Jim Hammond a été un des premiers héros Marvel, plus tard c'est avec lui que s'ouvrait Marvels de Kurt Busiek et Alex Ross. Mais l'androïde capable de s'enflammer demeure une énigme, supplantée par Johnny Storm des Fantastic Four. Waid imagine comment, en écoutant un feuilleton radio il a acquis une éthique et échappé à son créateur, Phineas Horton, qui espérait l'exploiter.
Dommage d'avoir confié les dessins à Alessandro Cappuccio (Moon Knight), dont les planches sont trop sombres pour ne pas voir qu'il se sert de cette astuce pour négliger les décors et dont le trait manque singulièrement d'élégance.
- SUNDAY DINNER (Ecrit et dessiné par Ryan Stegman) - Toujours occupé à piéger les vilains, Spider-Man empêche Peter Parker d'avoir une vie sociale et d'arriver à l'heure à un rendez-vous... Alors là, on a affaire à une sorte d'anomalie chez Marvel qui refuse fréquemment depuis des lustres, sans qu'on sache pourquoi, à ses artistes d'écrire aussi leurs scénarios. Pourtant, cette fois, dans Marvel Age #1000, l'éditeur a accordé cette permission à deux d'entre eux.
Ryan Stegman (Venom) a donc eu le droit de raconter sa petite histoire de Spider-Man et de la dessiner. Certes, ça ne mange pas de pain, mais c'est très sympa et tonique. Stegman s'affirme comme un disciple de Todd McFarlane, qui a marqué de son empreinte une époque du Tisseur. Et ma foi, il mériterait d'avoir sa chance sur le titre (vu ce que commet actuellement John Romita Jr...).
- PEOPLE WONDER WHY (Ecrit par Rainbow Rowell et dessiné par Marguerite Sauvage) - Pourquoi Cyclope se montre-t-il toujours si surprotecteur avec Marvel Girl ? Encore une interrogation superbement traitée, ici par Rainbow Rowell (She-Hulk).

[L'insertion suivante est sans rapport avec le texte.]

//! Error types for type mapping, platform setup and schema comparison.

/// Errors raised by the type registry, the type mapper, the platform
/// registry and the model comparator.
#[derive(Debug, thiserror::Error)]
pub enum DdlError {
    /// A mapping references a native type that was never registered.
    #[error("Mapping for {abstract_type} references native type '{native_type}' which is not registered")]
    Configuration {
        /// The abstract type the mapping was declared for.
        abstract_type: String,
        /// The missing native type name.
        native_type: String,
    },

    /// No exact or promotable mapping exists for a column's type.
    #[error("Column '{table}.{column}' of type {type_name} cannot be represented on platform {platform}")]
    UnsupportedColumnType {
        /// Table containing the column.
        table: String,
        /// Column name.
        column: String,
        /// Abstract type requested by the column.
        type_name: String,
        /// Target platform name.
        platform: String,
    },

    /// The resolved native type is too small for the column.
    #[error("Column '{table}.{column}' requests {requested} but native type {native_type} only holds {capacity}")]
    ColumnExceedsTypeCapacity {
        /// Table containing the column.
        table: String,
        /// Column name.
        column: String,
        /// Native type that was selected.
        native_type: String,
        /// Requested size (or scale).
        requested: u64,
        /// Capacity of the native type.
        capacity: u64,
    },

    /// A unique index was asked to become non-unique.
    #[error("Index '{0}' is a unique index and cannot be made non-unique")]
    InvalidIndexState(String),

    /// No platform is registered under this name.
    #[error("Unknown platform: {0}")]
    UnknownPlatform(String),

    /// A database-level operation is not available for this platform and driver.
    #[error("Operation '{operation}' is not supported by platform {platform} with driver '{driver}'")]
    UnsupportedOperation {
        /// Platform name.
        platform: String,
        /// The requested operation.
        operation: String,
        /// JDBC driver class name.
        driver: String,
    },

    /// A change was applied to a model that does not match it.
    #[error("Invalid model state: {0}")]
    InvalidState(String),

    /// A size specification could not be parsed.
    #[error("Invalid size specification '{spec}' for column '{column}'")]
    InvalidSize {
        /// Column name.
        column: String,
        /// The offending specification.
        spec: String,
    },
}

/// Result type for schema operations.
pub type Result<T> = std::result::Result<T, DdlError>;
//! Vendor-neutral schema model, type mapping and schema diff.
//!
//! `oxide-ddl` describes a relational schema once, in terms of abstract
//! JDBC types, and adapts it to concrete database platforms:
//!
//! - **Model** - Tables, columns, indexes and foreign keys
//! - **Registry** - Native types of a platform and how abstract types map onto them
//! - **Mapper** - Picks a native type for every column, widening within a
//!   type family when the requested size does not fit
//! - **Comparator** - Computes the ordered changes that turn one model into another
//! - **Platform** - Capabilities, native types and the policy deciding when a
//!   table must be rebuilt instead of altered
//!
//! # Example
//!
//! ```rust,ignore
//! use oxide_ddl::prelude::*;
//!
//! let platforms = PlatformRegistry::with_builtin_platforms()?;
//! let mysql = platforms.get("mysql")?;
//!
//! let model = Database::new("shop").table(
//!     Table::new("articles")
//!         .column(Column::new("id", JdbcType::Integer).primary_key().auto_increment())
//!         .column(Column::new("body", JdbcType::Varchar).size(70_000)),
//! );
//!
//! // body becomes a LONGVARCHAR stored as MEDIUMTEXT
//! let mapped = mysql.type_mapper().map_database(&model)?;
//!
//! for change in mysql.model_comparator(false).compare(&model, &mapped)? {
//!     println!("{change}");
//! }
//! ```
//!
//! # CLI Usage
//!
//! ```bash
//! # List the built-in platforms
//! oxide-ddl platforms
//!
//! # Map a model onto a platform
//! oxide-ddl map --platform PostgreSql model.json
//!
//! # Changes turning one model into another
//! oxide-ddl diff --platform MySQL current.json wanted.json
//! ```

pub mod changes;
pub mod comparator;
pub mod error;
pub mod mapper;
pub mod model;
pub mod platform;
pub mod registry;
pub mod types;

/// Prelude for convenient imports.
pub mod prelude {
    pub use crate::changes::Change;
    pub use crate::comparator::ModelComparator;
    pub use crate::error::{DdlError, Result};
    pub use crate::mapper::TypeMapper;
    pub use crate::model::{
        Column, Database, DefaultValue, ForeignKey, ForeignKeyAction, Index, Reference, Table,
    };
    pub use crate::platform::{
        ColumnAlterSupport, DefaultTableDefinitionChangesPredicate, Platform, PlatformInfo,
        PlatformRegistry, TableDefinitionChangesPredicate,
    };
    pub use crate::registry::{Mapping, NativeType, SizeFormat, TypeMapping, TypeRegistry};
    pub use crate::types::{JdbcType, TypeFamily};
}
#![allow(dead_code)]

use std::sync::Arc;

use oxide_ddl::prelude::*;

pub fn platform(name: &str) -> Arc<Platform> {
    PlatformRegistry::with_builtin_platforms()
        .unwrap_or_else(|e| panic!("Failed to build platforms: {e}"))
        .get(name)
        .unwrap_or_else(|e| panic!("Failed to get platform {name}: {e}"))
}

pub fn all_platforms() -> Vec<Arc<Platform>> {
    let registry = PlatformRegistry::with_builtin_platforms()
        .unwrap_or_else(|e| panic!("Failed to build platforms: {e}"));
    registry
        .names()
        .into_iter()
        .map(|name| registry.get(name).unwrap())
        .collect()
}

/// Compares on `platform` and checks that replaying the changes on a copy
/// of `source` yields `target`.
pub fn diff(platform: &Platform, source: &Database, target: &Database) -> Vec<Change> {
    let changes = platform
        .model_comparator(false)
        .compare(source, target)
        .unwrap_or_else(|e| panic!("Failed to compare on {}: {e}", platform.name()));
    let mut replay = source.clone();
    for change in &changes {
        change
            .apply(&mut replay, false)
            .unwrap_or_else(|e| panic!("Failed to apply {change} on {}: {e}", platform.name()));
    }
    assert!(
        replay.same_structure(target, false),
        "{}: replayed model differs from target\n{changes:#?}",
        platform.name()
    );
    changes
}

/// Changes with the contents of table rebuilds inlined.
pub fn flatten(changes: &[Change]) -> Vec<Change> {
    let mut flat = Vec::new();
    for change in changes {
        match change {
            Change::RecreateTable { changes, .. } => flat.extend(flatten(changes)),
            other => flat.push(other.clone()),
        }
    }
    flat
}

pub fn position(changes: &[Change], wanted: impl Fn(&Change) -> bool) -> usize {
    changes
        .iter()
        .position(wanted)
        .unwrap_or_else(|| panic!("Change not found in {changes:#?}"))
}

pub fn shop_v1() -> Database {
    Database::new("shop")
        .table(
            Table::new("customers")
                .column(Column::new("id", JdbcType::Integer).primary_key())
                .column(Column::new("name", JdbcType::Varchar).size(80).required())
                .column(Column::new("email", JdbcType::Varchar).size(120))
                .index(Index::new("idx_customer_email").column("email")),
        )
        .table(
            Table::new("orders")
                .column(
                    Column::new("id", JdbcType::Integer)
                        .primary_key()
                        .auto_increment(),
                )
                .column(Column::new("customer_id", JdbcType::Integer).required())
                .column(Column::new("total", JdbcType::Decimal).size(12).scale(2))
                .column(Column::new("note", JdbcType::Varchar).size(200))
                .index(Index::new("idx_orders_customer").column("customer_id"))
                .foreign_key(
                    ForeignKey::new("customers")
                        .name("fk_orders_customer")
                        .reference("customer_id", "id"),
                ),
        )
}

pub fn shop_v2() -> Database {
    Database::new("shop")
        .table(
            Table::new("customers")
                .column(Column::new("id", JdbcType::Integer).primary_key())
                .column(Column::new("name", JdbcType::Varchar).size(120).required())
                .column(Column::new("email", JdbcType::Varchar).size(120))
                .column(Column::new("phone", JdbcType::Varchar).size(30))
                .index(Index::unique("idx_customer_email").column("email")),
        )
        .table(
            Table::new("orders")
                .column(
                    Column::new("id", JdbcType::Integer)
                        .primary_key()
                        .auto_increment(),
                )
                .column(Column::new("customer_id", JdbcType::BigInt).required())
                .column(Column::new("total", JdbcType::Decimal).size(14).scale(2))
                .index(Index::new("idx_orders_customer").column("customer_id"))
                .foreign_key(
                    ForeignKey::new("customers")
                        .name("fk_orders_customer")
                        .reference("customer_id", "id"),
                ),
        )
        .table(
            Table::new("order_lines")
                .column(Column::new("order_id", JdbcType::Integer).primary_key())
                .column(Column::new("line_no", JdbcType::Integer).primary_key())
                .column(
                    Column::new("qty", JdbcType::Integer)
                        .required()
                        .default_value("1"),
                )
                .foreign_key(ForeignKey::new("orders").reference("order_id", "id")),
        )
}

Accompagnée par Marguerite Sauvage au dessin, comme d'habitude enchanteresse, acidulée, expressive (un vrai bonheur), la scénariste signe un segment romantique à souhait sur les débuts des X-Men, la première génération. C'est merveilleusement inspiré, sucré au possible, mais très touchant aussi. Et, en pleine vague Fall of X, ça fait du bien de se replonger dans cet âge de l'innocence.
- EARTH'S GREATEST WEAPON (Ecrit par Dan Slott et dessiné par Mike Allred) - Lorsque Captain Mar-Vell espionnait pour le compte de l'Empire kree les humains, qu'est-ce qui l'a convaincu que nous ne représentions aucun danger ?
Il y a quelque chose de magique à chaque fois que Dan Slott (Spider-Man) et Mike Allred (Madman) sont réunis. Ensemble, ils produisent des comics uniques où chacun fait ressortir le meilleur de l'autre. C'est encore une fois le cas avec cette histoire qui prouve que, non, il n'y a pas de tabou à ranimer Captain Mar-Vell. Carol Danvers figure dans ce chapitre qui semble au passage se moquer, à juste titre, de la retcon débile de ses origines. C'et beau, c'est pop, c'est indispensable.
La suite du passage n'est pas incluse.